Although image-level binary/multi-class classification is the most basic ML method for EL image defect detection, it assumes that all defect categories are fully defined and mutually exclusive. Convolutional neural networks (CNNs) dominate both tasks,8–10 employing architectures such as VGG16,11–13 high-resolution network (HRNet),9,10,24 and the combination of ResNet152, Xception, and coordinate attention (CA).25 Feature enhancement and model compression are achieved via the incorporation of histogram of oriented gradients (HoG)12 and knowledge distillation13 into VGG16. The current multi-class classification efforts mainly rely on CNN,20,26–36 support vector machine (SVM),26,30 and random forest (RF).30,37 In addition, transfer learning with compact architectures has been adopted to utilize pre-trained features,29 while architectural combinations33 and particle swarm optimization (PSO)35 further enhance accuracy and reduce model complexity. Other approaches include modified VGG19,28 unsupervised clustering,27 generative adversarial network (GAN)-based augmentation,32 fuzzy logic integration,34 and defect localization by YOLO.36 Unlike classification, bounding box methods detect multiple defects per module. Fusion of Faster regions with CNN features (R-CNN) and region-based fully convolutional network (R-FCN) outputs based on intersection over union (IoU) consistency improves accuracy and reduces false detections.21 Incorporating a complementary attention network (CAN) into a Faster R-CNN's region proposal network further enhances defect extraction.5 Mask R-CNN with a ResNet-101-FPN backbone detects fourteen defect types.38 However, the classification and bounding box-based defect localization tasks are often limited in providing detailed spatial information, which segmentation can overcome by delivering pixel-level defect mapping for precise assessment.

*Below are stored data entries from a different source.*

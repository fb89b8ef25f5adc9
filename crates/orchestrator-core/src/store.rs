// orchestrator-core/src/store.rs

use orchestrator_storage::{StorageError, StorageService};
use orchestrator_types::WorkInstance;
use std::sync::Arc;

const ACTIVE_NAMESPACE: &str = "instances";
const ARCHIVE_NAMESPACE: &str = "archived_instances";

/// Typed access to instance records.
///
/// Non-terminal instances live in the active namespace; terminal ones are
/// moved to the archive so recovery only scans work that can still change.
#[derive(Clone)]
pub struct InstanceStore {
	storage: Arc<StorageService>,
}

impl InstanceStore {
	pub fn new(storage: Arc<StorageService>) -> Self {
		Self { storage }
	}

	/// Looks up an instance, active first, then archived.
	pub async fn load(&self, instance_id: &str) -> Result<Option<WorkInstance>, StorageError> {
		if let Some(instance) = self.load_active(instance_id).await? {
			return Ok(Some(instance));
		}
		self.storage.find(ARCHIVE_NAMESPACE, instance_id).await
	}

	pub async fn load_active(
		&self,
		instance_id: &str,
	) -> Result<Option<WorkInstance>, StorageError> {
		self.storage.find(ACTIVE_NAMESPACE, instance_id).await
	}

	pub async fn save(&self, instance: &WorkInstance) -> Result<(), StorageError> {
		self.storage
			.store(ACTIVE_NAMESPACE, &instance.id, instance)
			.await
	}

	/// Writes the archived copy before dropping the active one, so a crash
	/// in between leaves a terminal record in the active namespace that
	/// recovery finishes archiving.
	pub async fn archive(&self, instance: &WorkInstance) -> Result<(), StorageError> {
		self.storage
			.store(ARCHIVE_NAMESPACE, &instance.id, instance)
			.await?;
		match self.storage.remove(ACTIVE_NAMESPACE, &instance.id).await {
			Ok(()) | Err(StorageError::NotFound) => Ok(()),
			Err(e) => Err(e),
		}
	}

	pub async fn active_ids(&self) -> Result<Vec<String>, StorageError> {
		self.storage.list(ACTIVE_NAMESPACE).await
	}
}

For the segmentation task, two paradigms can be utilized: (1) approaches that use a separate feature extractor followed by a segmentation procedure,22,39–41 and (2) end-to-end segmentation networks.42–46 Classification networks, such as ResNet1840 and ResNet50,22,41 can serve as backbone feature extractors, with their outputs passed to a segmentation head, such as autoencoder (AE)39 and DeepLabv3,41 for pixel-wise prediction. Instead of performing explicit segmentation, a ResNet-50 trained for classification is used to generate intermediate activation maps,22 whose spatial responses are interpreted as segmentation.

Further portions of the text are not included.